"pierre" <pie...@invalid.invalid> wrote in message
news:4f51deb4$0$21489$ba4a...@reader.news.orange.fr...
Well if each 8 bit chunk is constant then the easiest thing to say is
that the file can be compressed to 1/8 of the original size (1024 bits / 8 =
128 bits) every time. I'd just use an existing data compression program to
compress the file and tell me how well it compressed. It is a tad foolish
to not use existing quick tools to achieve a simple goal that math alone
would not give sufficient answers to. The practical term is "OVER-THINKING
THE PROBLEM".
I could ramble on about many different techniques, but if you're not
bothering with them yourself (choosing to be bothering us with them
instead), then I'd think it a tad silly to school you in them. Again, you
are either lacking the mathematical skills, tools, self-discipline, etc to
know how to do this yourself already, so be lazy and use an existing data
compressor (7-Zip is free, though a tad buggy, amongst many tools out there)
and just get the answer quickly - cleanly - without sounding like a begging
puppy wanting the slice of warm pizza on the plate.

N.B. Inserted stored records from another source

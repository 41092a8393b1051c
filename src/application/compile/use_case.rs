//! Compile Use Case
//!
//! Orchestrates one compile run:
//! 1. Resolve the candidate layout files (full scan or change propagation)
//! 2. Parse every candidate in parallel, then merge in candidate order
//! 3. Render every non-empty layout in parallel
//! 4. Write the holders in layout order
//! 5. Prune stale holders (opt-in)
//!
//! The first failure in candidate order aborts the run. Holders written
//! before the failure stay on disk.

use std::path::{Path, PathBuf};
use std::sync::Arc;

use indexmap::IndexSet;
use rayon::prelude::*;

use crate::domain::entities::{Layout, Layouts};
use crate::domain::ports::{CompileEvent, CompileEventSink, CompileMode, FileSystem, NoopEventSink};
use crate::domain::services::{ChangeResolver, HolderGenerator, LayoutParser};
use crate::domain::value_objects::{layout_name_of, FileSet, LayoutPath};
use crate::error::{HoldrError, HoldrResult};

use super::options::CompileOptions;
use super::result::CompileResult;

/// Layout compiler, parameterized by its file system port
pub struct HoldrCompiler<FS: FileSystem> {
    fs: FS,
    parser: LayoutParser,
    generator: HolderGenerator,
    options: CompileOptions,
    events: Arc<dyn CompileEventSink>,
}

enum WriteOutcome {
    Written,
    Unchanged,
}

impl<FS: FileSystem> HoldrCompiler<FS> {
    pub fn new(fs: FS, options: CompileOptions) -> Self {
        let parser = LayoutParser::new(options.default_include)
            .with_widget_package(options.widget_package.clone());
        let generator = HolderGenerator::new(options.package.clone());

        Self {
            fs,
            parser,
            generator,
            options,
            events: Arc::new(NoopEventSink),
        }
    }

    /// Report progress to `events`
    pub fn with_events(mut self, events: Arc<dyn CompileEventSink>) -> Self {
        self.events = events;
        self
    }

    pub fn options(&self) -> &CompileOptions {
        &self.options
    }

    pub fn file_system(&self) -> &FS {
        &self.fs
    }

    /// Compile every layout file found under `resource_roots`
    pub fn compile(&self, resource_roots: &[PathBuf]) -> HoldrResult<CompileResult> {
        let candidates = ChangeResolver::new(&self.fs).all_layout_files(resource_roots)?;
        self.run(CompileMode::Full, candidates, &[])
    }

    /// Compile only the layouts affected by `changed` and `removed` files
    pub fn compile_incremental(
        &self,
        changed: &[PathBuf],
        removed: &[PathBuf],
    ) -> HoldrResult<CompileResult> {
        let candidates =
            ChangeResolver::new(&self.fs).resolve_files_to_recompile(changed, removed)?;
        self.run(CompileMode::Incremental, candidates, removed)
    }

    fn run(
        &self,
        mode: CompileMode,
        candidates: FileSet,
        removed: &[PathBuf],
    ) -> HoldrResult<CompileResult> {
        let mut result = CompileResult::new();
        let prunes_removed = self.options.prune_stale && !removed.is_empty();
        if candidates.is_empty() && !prunes_removed {
            return Ok(result);
        }

        self.events.on_event(CompileEvent::Started {
            mode,
            candidate_count: candidates.len(),
        });

        let files = candidates.into_vec();
        let layouts = self.parse_all(&files)?;
        result.parsed = files.len();

        let mut non_empty = Vec::new();
        for layout in &layouts {
            if layout.is_empty() {
                self.events.on_event(CompileEvent::LayoutEmpty {
                    layout: layout.name().to_string(),
                });
                result.empty.push(layout.name().to_string());
            } else {
                non_empty.push(layout);
            }
        }

        let rendered = run_parallel(self.options.jobs, &non_empty, |layout| {
            let path = self
                .generator
                .output_path(&self.options.output_dir, layout.name());
            (path, self.generator.generate(layout))
        });

        for (layout, (path, source)) in non_empty.iter().zip(rendered) {
            match self.write_output(&path, &source)? {
                WriteOutcome::Written => {
                    self.events.on_event(CompileEvent::OutputWritten {
                        layout: layout.name().to_string(),
                        path: path.clone(),
                    });
                    result.written.push(path);
                }
                WriteOutcome::Unchanged => {
                    self.events.on_event(CompileEvent::OutputUnchanged {
                        layout: layout.name().to_string(),
                        path: path.clone(),
                    });
                    result.unchanged.push(path);
                }
            }
        }

        if self.options.prune_stale {
            self.prune(&files, &layouts, removed, &mut result)?;
        }

        self.events.on_event(CompileEvent::Completed {
            written_count: result.written.len(),
            unchanged_count: result.unchanged.len(),
            empty_count: result.empty.len(),
            pruned_count: result.pruned.len(),
        });

        Ok(result)
    }

    /// Parse all files, then merge them in file order
    fn parse_all(&self, files: &[PathBuf]) -> HoldrResult<Layouts> {
        let parsed = run_parallel(self.options.jobs, files, |file| self.parse_file(file));

        let mut layouts = Layouts::new();
        for (file, layout) in files.iter().zip(parsed) {
            let layout = layout?;
            if self.events.wants_detailed_events() {
                self.events.on_event(CompileEvent::FileParsed {
                    path: file.clone(),
                    view_count: layout.views().len(),
                });
            }
            layouts.add(layout);
        }

        Ok(layouts)
    }

    fn parse_file(&self, file: &Path) -> HoldrResult<Layout> {
        let source = self.fs.read(file).map_err(|source| HoldrError::Read {
            path: file.to_path_buf(),
            source,
        })?;

        self.parser
            .parse(&layout_name_of(file), &source)
            .map_err(|source| HoldrError::Parse {
                file: file.to_path_buf(),
                source,
            })
    }

    fn write_output(&self, path: &Path, source: &str) -> HoldrResult<WriteOutcome> {
        if !self.options.write_unchanged && self.fs.is_file(path) {
            if let Ok(existing) = self.fs.read(path) {
                if existing == source {
                    return Ok(WriteOutcome::Unchanged);
                }
            }
        }

        if let Some(parent) = path.parent().filter(|p| !p.as_os_str().is_empty()) {
            self.fs
                .create_dir_all(parent)
                .map_err(|source| HoldrError::CreateDir {
                    path: parent.to_path_buf(),
                    source,
                })?;
        }

        self.fs
            .write(path, source)
            .map_err(|source| HoldrError::Write {
                path: path.to_path_buf(),
                source,
            })?;

        Ok(WriteOutcome::Written)
    }

    /// Delete holders of layouts that parsed empty or lost their last variant
    ///
    /// A holder is kept while any layout file of the same name outside this
    /// run's candidates exists under the configured resource roots, since a
    /// full compile would still generate it.
    fn prune(
        &self,
        candidates: &[PathBuf],
        layouts: &Layouts,
        removed: &[PathBuf],
        result: &mut CompileResult,
    ) -> HoldrResult<()> {
        let mut stale: IndexSet<String> = result.empty.iter().cloned().collect();
        for file in removed {
            if let Some(layout_path) = LayoutPath::parse(file) {
                let name = layout_path.layout_name();
                if !layouts.contains(&name) {
                    stale.insert(name);
                }
            }
        }
        if stale.is_empty() {
            return Ok(());
        }

        let backed: IndexSet<String> = ChangeResolver::new(&self.fs)
            .all_layout_files(&self.options.res_dirs)?
            .into_iter()
            .filter(|file| !candidates.contains(file) && !removed.contains(file))
            .map(|file| layout_name_of(&file))
            .collect();

        for name in stale {
            if backed.contains(&name) {
                continue;
            }
            let path = self.generator.output_path(&self.options.output_dir, &name);
            if !self.fs.is_file(&path) {
                continue;
            }
            self.fs.remove(&path).map_err(|source| HoldrError::Write {
                path: path.clone(),
                source,
            })?;
            self.events.on_event(CompileEvent::OutputPruned {
                layout: name,
                path: path.clone(),
            });
            result.pruned.push(path);
        }

        Ok(())
    }
}

/// Map `items` on a rayon pool sized by `jobs`, keeping input order
///
/// `jobs == 0` uses the global pool; `jobs == 1` and single items run inline.
fn run_parallel<I, T, F>(jobs: usize, items: &[I], f: F) -> Vec<T>
where
    I: Sync,
    T: Send,
    F: Fn(&I) -> T + Sync + Send,
{
    if jobs == 1 || items.len() <= 1 {
        return items.iter().map(&f).collect();
    }
    if jobs == 0 {
        return items.par_iter().map(&f).collect();
    }

    match rayon::ThreadPoolBuilder::new().num_threads(jobs).build() {
        Ok(pool) => pool.install(|| items.par_iter().map(&f).collect()),
        Err(_) => items.iter().map(&f).collect(),
    }
}
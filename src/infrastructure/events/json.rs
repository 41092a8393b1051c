//! JSON Event Sink
//!
//! Outputs compile events as NDJSON for CI/automation consumption.

use crate::domain::ports::{CompileEvent, CompileEventSink};
use std::io::{self, Write};
use std::sync::Mutex;

/// Event sink that outputs NDJSON events to stdout
pub struct JsonEventSink {
    /// Mutex to ensure thread-safe writes
    writer: Mutex<Box<dyn Write + Send>>,
}

impl JsonEventSink {
    /// Create a new JSON event sink writing to stdout
    pub fn stdout() -> Self {
        Self {
            writer: Mutex::new(Box::new(io::stdout())),
        }
    }

    /// Create a JSON event sink writing to a custom writer
    pub fn with_writer<W: Write + Send + 'static>(writer: W) -> Self {
        Self {
            writer: Mutex::new(Box::new(writer)),
        }
    }

    fn write_event(&self, event: serde_json::Value) {
        if let Ok(mut writer) = self.writer.lock() {
            let _ = writeln!(writer, "{}", event);
            let _ = writer.flush();
        }
    }
}

/// JSON form of an event, one object per line
pub fn event_to_json(event: &CompileEvent) -> serde_json::Value {
    match event {
        CompileEvent::Started {
            mode,
            candidate_count,
        } => serde_json::json!({
            "event": "start",
            "command": "compile",
            "mode": mode.as_str(),
            "candidate_count": candidate_count,
        }),

        CompileEvent::FileParsed { path, view_count } => serde_json::json!({
            "event": "parsed",
            "command": "compile",
            "path": path.display().to_string(),
            "view_count": view_count,
        }),

        CompileEvent::LayoutEmpty { layout } => serde_json::json!({
            "event": "layout_empty",
            "command": "compile",
            "layout": layout,
        }),

        CompileEvent::OutputWritten { layout, path } => serde_json::json!({
            "event": "item_written",
            "command": "compile",
            "layout": layout,
            "path": path.display().to_string(),
        }),

        CompileEvent::OutputUnchanged { layout, path } => serde_json::json!({
            "event": "item_unchanged",
            "command": "compile",
            "layout": layout,
            "path": path.display().to_string(),
        }),

        CompileEvent::OutputPruned { layout, path } => serde_json::json!({
            "event": "item_pruned",
            "command": "compile",
            "layout": layout,
            "path": path.display().to_string(),
        }),

        CompileEvent::Completed {
            written_count,
            unchanged_count,
            empty_count,
            pruned_count,
        } => serde_json::json!({
            "event": "complete",
            "command": "compile",
            "written": written_count,
            "unchanged": unchanged_count,
            "empty": empty_count,
            "pruned": pruned_count,
        }),
    }
}

impl CompileEventSink for JsonEventSink {
    fn on_event(&self, event: CompileEvent) {
        self.write_event(event_to_json(&event));
    }
}
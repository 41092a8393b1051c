//! Layouts aggregate - every layout touched by one compile run

use indexmap::map::Entry;
use indexmap::IndexMap;

use super::Layout;

/// Layouts keyed by logical name, in first-seen order
///
/// Variants of the same layout (`layout/`, `layout-land/`, ...) are merged on
/// insertion; see [`Layout::merge`] for the policy.
#[derive(Debug, Clone, Default, PartialEq)]
pub struct Layouts {
    layouts: IndexMap<String, Layout>,
}

impl Layouts {
    pub fn new() -> Self {
        Self::default()
    }

    /// Add one parsed variant, merging it into an existing layout of the same name
    pub fn add(&mut self, layout: Layout) {
        match self.layouts.entry(layout.name().to_string()) {
            Entry::Occupied(mut entry) => entry.get_mut().merge(layout),
            Entry::Vacant(entry) => {
                entry.insert(layout);
            }
        }
    }

    pub fn get(&self, name: &str) -> Option<&Layout> {
        self.layouts.get(name)
    }

    pub fn contains(&self, name: &str) -> bool {
        self.layouts.contains_key(name)
    }

    pub fn len(&self) -> usize {
        self.layouts.len()
    }

    pub fn is_empty(&self) -> bool {
        self.layouts.is_empty()
    }

    pub fn iter(&self) -> impl Iterator<Item = &Layout> {
        self.layouts.values()
    }
}

impl FromIterator<Layout> for Layouts {
    fn from_iter<I: IntoIterator<Item = Layout>>(iter: I) -> Self {
        let mut layouts = Layouts::new();
        for layout in iter {
            layouts.add(layout);
        }
        layouts
    }
}

impl<'a> IntoIterator for &'a Layouts {
    type Item = &'a Layout;
    type IntoIter = indexmap::map::Values<'a, String, Layout>;

    fn into_iter(self) -> Self::IntoIter {
        self.layouts.values()
    }
}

http://en.wikipedia.org/wiki/Chi-squared_distribution
http://en.wikipedia.org/wiki/Information_entropy
http://en.wikipedia.org/wiki/Shannon_index#Shannon_index
The particular organization of those reduced chunks determines the
entropy.
If I have a deck of 52 cards with 42 duplicate 8-of-spades and 10
duplicate 3-of-diamonds, then the entropy level is more of a probability
function than any other prediction. However you randomize the card stack
there will be 42 copies of one card and 10 copies of the other card. For a
random chosen run section of that set I can give you a pretty decent
statistical prediction of how many 8-of-spades copies & how many
3-of-diamonds copies will be in a section, but not their particular
organizational pattern.
If I were given a deck of 52 cards with the knowledge of that there were
only duplicates of a Jack-of-Hearts & Queen-of-Clubs with no allowance to
examine the deck prior to know how many duplicates of each populated the
deck, then I could make zero statistical predictions on card organization
probabilities or predictions which card would be most likely to be drawn
from any random point in the deck. Therein, I could make no predictions on
the random entropy levels of the deck itself per shuffling.

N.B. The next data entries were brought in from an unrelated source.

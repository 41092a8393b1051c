//! Compile Result

use std::path::PathBuf;

/// Result of a compile run
#[derive(Debug, Clone, Default, PartialEq, Eq)]
pub struct CompileResult {
    /// Layout files parsed
    pub parsed: usize,
    /// Holder files written
    pub written: Vec<PathBuf>,
    /// Holder files already up-to-date
    pub unchanged: Vec<PathBuf>,
    /// Logical layouts without any view (no holder generated)
    pub empty: Vec<String>,
    /// Stale holder files deleted
    pub pruned: Vec<PathBuf>,
}

impl CompileResult {
    pub fn new() -> Self {
        Self::default()
    }

    pub fn has_changes(&self) -> bool {
        !self.written.is_empty() || !self.pruned.is_empty()
    }

    /// Holders generated in this run, written or not
    pub fn output_count(&self) -> usize {
        self.written.len() + self.unchanged.len()
    }
}
//! Property tests for the layout parser.

use proptest::prelude::*;

use holdr::domain::services::{LayoutParser, ANDROID_NS};

fn id() -> impl Strategy<Value = String> {
    proptest::string::string_regex("[a-z][a-z0-9_]{0,12}").unwrap()
}

proptest! {
    #![proptest_config(ProptestConfig {
        cases: 128,
        .. ProptestConfig::default()
    })]

    /// PROPERTY: The parser never panics on arbitrary input.
    #[test]
    fn property_parse_never_panics(source in "(?s).{0,256}") {
        let _ = LayoutParser::default().parse("fuzz", &source);
    }

    /// PROPERTY: Every element with a distinct id becomes a view, in document order.
    #[test]
    fn property_ids_in_document_order(ids in proptest::collection::btree_set(id(), 0..8)) {
        let body: String = ids
            .iter()
            .map(|id| format!(r#"<TextView android:id="@+id/{id}"/>"#))
            .collect();
        let source = format!(r#"<LinearLayout xmlns:android="{ANDROID_NS}">{body}</LinearLayout>"#);

        let layout = LayoutParser::default().parse("main", &source).unwrap();
        let parsed: Vec<&str> = layout.views().iter().map(|v| v.id()).collect();

        prop_assert_eq!(parsed, ids.iter().map(String::as_str).collect::<Vec<_>>());
    }

    /// PROPERTY: A layout never holds two views with the same id.
    #[test]
    fn property_ids_are_unique(ids in proptest::collection::vec(id(), 0..12)) {
        let body: String = ids
            .iter()
            .map(|id| format!(r#"<TextView android:id="@+id/{id}"/>"#))
            .collect();
        let source = format!(r#"<LinearLayout xmlns:android="{ANDROID_NS}">{body}</LinearLayout>"#);

        let layout = LayoutParser::default().parse("main", &source).unwrap();
        let unique: std::collections::HashSet<&str> = layout.views().iter().map(|v| v.id()).collect();

        prop_assert_eq!(unique.len(), layout.views().len());
        prop_assert_eq!(unique.len(), ids.iter().collect::<std::collections::HashSet<_>>().len());
    }
}
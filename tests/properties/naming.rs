//! Property tests for holder class and field naming.

use proptest::prelude::*;

use holdr::domain::entities::View;
use holdr::domain::services::{HolderGenerator, CLASS_SUFFIX};

fn layout_name() -> impl Strategy<Value = String> {
    proptest::string::string_regex("[a-z][a-z0-9]{0,8}(_[a-z0-9]{1,8}){0,4}").unwrap()
}

proptest! {
    #![proptest_config(ProptestConfig {
        cases: 256,
        .. ProptestConfig::default()
    })]

    /// PROPERTY: `class_name_for` is pure.
    #[test]
    fn property_class_name_is_pure(name in "(?s).{0,64}") {
        prop_assert_eq!(
            HolderGenerator::class_name_for(&name),
            HolderGenerator::class_name_for(&name)
        );
    }

    /// PROPERTY: class names of snake_case layouts are valid Java identifiers
    /// ending in the holder suffix.
    #[test]
    fn property_class_name_is_identifier(name in layout_name()) {
        let class = HolderGenerator::class_name_for(&name);

        prop_assert!(class.ends_with(CLASS_SUFFIX));
        prop_assert!(class.chars().all(|c| c.is_ascii_alphanumeric() || c == '_'));
        prop_assert!(!class.starts_with(|c: char| c.is_ascii_digit()));
        prop_assert!(class.starts_with(|c: char| c.is_ascii_uppercase()));
        prop_assert!(!class.trim_end_matches(CLASS_SUFFIX).contains('_'));
    }

    /// PROPERTY: field names never contain separators and never start with a digit.
    #[test]
    fn property_field_name_is_identifier(id in "[a-z0-9]{1,8}(_[a-z0-9]{1,8}){0,3}") {
        let field = HolderGenerator::field_name_for(&View::new("android.view.View", id.as_str()));

        prop_assert!(!field.is_empty());
        prop_assert!(!field.starts_with(|c: char| c.is_ascii_digit()));
        prop_assert!(field.chars().all(|c| c.is_ascii_alphanumeric() || c == '_'));
    }
}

In this case, it is simplest to use the handiest tools available
(existing data compression programs) and have them run a compressibility
test, by which I could then make estimations of the deck's contents (being
not allowed to examine the deck for the duplicated amount of each card) and
potential card distributions.
And what is all this math to the newbie? Painful.

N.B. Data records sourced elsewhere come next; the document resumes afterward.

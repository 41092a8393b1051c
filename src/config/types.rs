//! Configuration type definitions

use std::path::{Path, PathBuf};

use serde::{Deserialize, Serialize};

use crate::error::HoldrResult;

use super::loader::{self, ConfigWarning};

/// Output configuration
#[derive(Debug, Clone, Serialize, Deserialize, Default)]
pub struct OutputConfig {
    #[serde(default)]
    pub verbosity: Verbosity,
}

/// Verbosity level, ordered from least to most output
#[derive(
    Debug, Clone, Copy, PartialEq, Eq, PartialOrd, Ord, Serialize, Deserialize, Default,
)]
#[serde(rename_all = "lowercase")]
pub enum Verbosity {
    Quiet,
    #[default]
    Normal,
    Verbose,
    Debug,
}

impl Verbosity {
    /// Parse a level name; unknown names fall back to `Normal`
    pub fn from_name(name: &str) -> Self {
        match name.to_lowercase().as_str() {
            "quiet" => Verbosity::Quiet,
            "verbose" => Verbosity::Verbose,
            "debug" => Verbosity::Debug,
            _ => Verbosity::Normal,
        }
    }
}

/// Full configuration
#[derive(Debug, Clone, Serialize, Deserialize)]
pub struct Config {
    /// Base package of the application (`com.example.app`)
    #[serde(default)]
    pub package: Option<String>,

    #[serde(default = "default_output_dir")]
    pub output_dir: PathBuf,

    #[serde(default = "default_res_dirs")]
    pub res_dirs: Vec<PathBuf>,

    /// Include elements with an id unless they opt out
    #[serde(default = "default_true")]
    pub default_include: bool,

    /// Package prepended to unqualified tags
    #[serde(default = "default_widget_package")]
    pub widget_package: String,

    /// Parser threads; 0 lets rayon decide
    #[serde(default)]
    pub jobs: usize,

    #[serde(default)]
    pub prune_stale: bool,

    #[serde(default)]
    pub write_unchanged: bool,

    #[serde(default)]
    pub output: OutputConfig,
}

impl Default for Config {
    fn default() -> Self {
        Self {
            package: None,
            output_dir: default_output_dir(),
            res_dirs: default_res_dirs(),
            default_include: true,
            widget_package: default_widget_package(),
            jobs: 0,
            prune_stale: false,
            write_unchanged: false,
            output: OutputConfig::default(),
        }
    }
}

fn default_true() -> bool {
    true
}

fn default_output_dir() -> PathBuf {
    PathBuf::from("build/generated/holdr")
}

fn default_res_dirs() -> Vec<PathBuf> {
    vec![PathBuf::from("src/main/res")]
}

fn default_widget_package() -> String {
    crate::domain::services::DEFAULT_WIDGET_PACKAGE.to_string()
}

impl Config {
    /// Load configuration from a TOML file
    pub fn load(path: &Path) -> HoldrResult<Self> {
        Ok(loader::load_with_warnings(path)?.0)
    }

    /// Load configuration and collect non-fatal warnings (unknown keys)
    pub fn load_with_warnings(path: &Path) -> HoldrResult<(Self, Vec<ConfigWarning>)> {
        loader::load_with_warnings(path)
    }

    /// Load from project config, user config, or defaults
    pub fn load_or_default(project_root: Option<&Path>) -> Self {
        loader::load_or_default(project_root)
    }

    /// Apply environment variable overrides (HOLDR_* prefix)
    pub fn with_env_overrides(self) -> Self {
        loader::with_env_overrides(self)
    }
}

Well, thems the breaks. I likey my warm pizza very much.
I'm not grading you. In fact I just might point you off in horribly
wrong directions if it amuses me. I have no financial or moral obligation
to assist you in the portions of your life that you have neglected up to
now. Nobody else here is obligated to assist you in any manner. Does this
mean that we are all selfish assholes? Nope. We might be the most
kind-hearted snuggly kittens of compassion you would ever encounter in real
life or we could just be sneering jerks behind a computer in some remote
location (like in the house next to you) or we could just be average Joes
with busy lives plus expensive bills plus family matters distracting us.
Like a randomized deck of cards we have predictable limited-range outputs
with statistically predictable distributions, but the probable organization
for any deck of 52 unique units is quite large.
I give you a thought exercise. Imagine that you only got one important
email a day. 365 important emails per year.
Now how about 10 of these important emails per day, 3650 important
emails per year?
Now how about 10 of these important emails per hour, 87600 important
emails per year?
Now imagine you were running a business that required a thoughtful
math-intensive response per hour.
An Internet business with 600 important emails per hour? Perhaps 60000
per hour?
How much free time would you have to play unpaid teacher's nursemaid to
someone who goofed off during math class and is looking for a quickie answer
so they can instantly forget you to go enjoy goofing off some more?
Are all the posters here likely to be in the identical situation? Nope,
not me even. However, consider that people's time is worth much more than
money some days and an anonymous "Thank You" can be justifiable payment for
labors exerted, but usually never comes anywhere close to paying the
electric bill, the heat bill, or the food bills.
Me, I tend to be a helpful jackass (if it amuses me). Most people won't
admit that I am a jackass or even helpful. The ones that do tend to enjoy
that admission greatly (an inexpensive joy for them, like a piece of candy,
yum). You know what, I also like to take a mirror out with me sometimes and
show folks when they are being jackasses too (I'm strangely helpful that
way) when they are realizing just how big their jackassery is showing. Oh,
at first they are offended (we have a jolly good laugh at that later). The
forced introspection can be quite the epiphany for the less clever folk out
there though.
I have a gift for you.
It's a mirror.